번째 감각

Информация о пользователе

Привет, Гость! Войдите или зарегистрируйтесь.


Вы здесь » 번째 감각 » игры [other] » ilysb


ilysb

Сообщений 1 страница 3 из 3

1


I L Y S B
S E U N G Y O U N   +   Y I B O
https://i.imgur.com/AGWRawH.png

0

2

Сынён вздыхает тяжело, прислушивается. Организм чувствует себя, вроде бы, прекрасно, но где-то там внутри будто замерло что-то вместе с ним самим, будто бы сердце само чувствует, что сейчас вот-вот произойдёт коллапс, катастрофа. Ладони отчего-то начинают потеть, так что парню приходится провести ими по коленям, обтянутым любимыми чёрными брюками. Самое обидное, что он ехал сюда за тем, чтобы провести очередной чудный день вместе с Ибо, но получается всё наперекор задуманному. Он мнётся в дверном проёме кухни, пока старший завис в кабинете над очередной статьёй. В голове целый ворох мыслей, словно бы вороны чёрные, клюют его, не оставляя в покое ни на секунду. Сынёну больно от острых клювов, вся кожа саднит, где-то внутри он кричит ультразвуком, чтобы чёрных птиц от себя отогнать, потому что вежливые просьбы « пожалуйста, хватит думать об этом », уже не работают. Сынён в подвешенном состоянии именно из-за Ибо, и сам виноват, что загнал себя в подобные рамки. Но он ведь любит. Верно? Тогда почему это так мучительно тяжело. Ён ловит послевкусие идиллии, которая была между ними всего пару дней назад, ведёт языком по собственным губам, будто бы вспоминая вкус чужих, и от этого становится больнее в тысячи раз. В голове преобладают образы, когда у них всё хорошо: вот Сынён обнимает Ибо за талию, устроившись на широкой груди за просмотром очередного фильма ужасов; вот он ловит кроткий поцелуй старшего, словно бы в награду за помощь со статьёй; вот Ён ведёт пальцами по чужим волосам, пока старший устроился вздремнуть на пару часов — они словно впечатываются в изнанку черепа, не давая забыть о себе ни на секунду. И Сынён не забывает, не позволяет себе отойти от них ни на миллиметр, потому что стоит ему внимание своё перевести, как они тут же начинают плыть, а мелочи забываться. Потому что Сынён слишком импульсивен, слишком непостоянен, в его голове так много мыслей, а сердце искрится чувствами самыми разнообразными. И виной всему опять Ибо.

Сынён уверен в собственных чувствах.
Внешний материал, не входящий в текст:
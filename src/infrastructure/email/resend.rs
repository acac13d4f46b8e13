use async_trait::async_trait;
use serde::Serialize;

use crate::domain::directory::{Client, EmailAddress};
use crate::domain::invoice::{
  EmailError, Invoice, InvoiceLineItem, ports::InvoiceEmailSender,
};

/// Resend-compatible HTTP payload for sending a single email.
#[derive(Debug, Serialize)]
struct SendEmailPayload {
  from: String,
  to: Vec<String>,
  subject: String,
  html: String,
}

/// Invoice email sender backed by a Resend-style HTTP API.
///
/// Renders the invoice as an HTML table and posts it to `{base}/emails`
/// with a bearer token. Resend's test mode only delivers to the account
/// owner's address and answers 403 for anything else; that case is
/// reported separately so callers can distinguish it from a hard failure.
pub struct ResendEmailSender {
  client: reqwest::Client,
  api_base_url: String,
  api_key: String,
  from_address: String,
}

impl ResendEmailSender {
  pub fn new(api_base_url: String, api_key: String, from_address: String) -> Self {
    Self {
      client: reqwest::Client::new(),
      api_base_url,
      api_key,
      from_address,
    }
  }

  fn render_html(client: &Client, invoice: &Invoice, line_items: &[InvoiceLineItem]) -> String {
    let mut rows = String::new();
    for item in line_items {
      rows.push_str(&format!(
        "<tr><td>{}</td><td style=\"text-align:right\">{}</td>\
         <td style=\"text-align:right\">{}</td><td style=\"text-align:right\">{}</td></tr>",
        item.description.value(),
        item.quantity,
        item.rate,
        item.total(),
      ));
    }

    format!(
      r#"<html><body>
<h2>Invoice {number}</h2>
<p>Dear {client_name},</p>
<p>Please find below the invoice for services rendered between {period_start} and {period_end}.</p>
<table border="1" cellpadding="6" cellspacing="0">
<tr><th>Description</th><th>Hours</th><th>Rate</th><th>Amount</th></tr>
{rows}
<tr><td colspan="3" style="text-align:right"><strong>Total</strong></td>
<td style="text-align:right"><strong>{total}</strong></td></tr>
</table>
<p>Payment is due by {due_date}.</p>
</body></html>"#,
      number = invoice.invoice_number.value(),
      client_name = client.name.value(),
      period_start = invoice.period_start,
      period_end = invoice.period_end,
      rows = rows,
      total = invoice.total_amount,
      due_date = invoice.due_date,
    )
  }
}

#[async_trait]
impl InvoiceEmailSender for ResendEmailSender {
  async fn send_invoice(
    &self,
    recipient: &EmailAddress,
    client: &Client,
    invoice: &Invoice,
    line_items: &[InvoiceLineItem],
  ) -> Result<(), EmailError> {
    let payload = SendEmailPayload {
      from: self.from_address.clone(),
      to: vec![recipient.value().to_string()],
      subject: format!(
        "Invoice {} for {}",
        invoice.invoice_number.value(),
        client.name.value()
      ),
      html: Self::render_html(client, invoice, line_items),
    };

    let response = self
      .client
      .post(format!("{}/emails", self.api_base_url))
      .bearer_auth(&self.api_key)
      .json(&payload)
      .send()
      .await
      .map_err(|e| EmailError::Transport(e.to_string()))?;

    let status = response.status();
    if status.is_success() {
      tracing::info!(
        invoice_number = %invoice.invoice_number.value(),
        recipient = %recipient.value(),
        "invoice email delivered"
      );
      return Ok(());
    }

    let body = response
      .text()
      .await
      .unwrap_or_else(|_| "<unreadable response body>".to_string());

    if status == reqwest::StatusCode::FORBIDDEN {
      return Err(EmailError::SandboxRestricted(body));
    }

    Err(EmailError::Rejected(format!("{}: {}", status, body)))
  }
}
Он довольно твёрдо способен заявить старшему, что любит его, и иногда даже с языка срывается совсем тихое слово на « л », на что тот реагирует довольно сдержанно, будто бы не позволяя этому слову обрести материальный смысл, более реальный, чем просто чувство, которое испытывается в данную секунду. Ибо будто бы боится смысла, вложенного в эти чёртовы буквы, а может быть, боится того, что Сынён проговаривает их слишком часто в последнее время. И ведь правда, сдерживать себя становится практически невозможно. Потому что когда Сынён счастлив, ему хочется делиться всем. Ему хочется рассказать старшему о том, что чувствует, хочется кричать, хочется петь и танцевать, хочется рассказать всему миру о том, что он действительно счастлив, возможно, впервые в жизни. Но на лице Ибо всегда отражается отстранённость, всегда есть что-то, что заставляет притормозить на минуту и всмотреться, различая там нечто, что мешает им быть счастливыми до самого конца. Сынён понимает, что Ибо не такой человек, которому легко признаваться в чём-то таком, в чём-то излишне личном, ведь они никогда не говорят о том, что Ибо действительно чувствует. Но Сынён устал от этой недосказанности, устал, что он никогда не знает, что старший испытывает по отношению к нему, устал, что тот всегда молчит и смотрит на него с укором, словно бы Сынён — пёс, испортивший обивку только что купленной мебели.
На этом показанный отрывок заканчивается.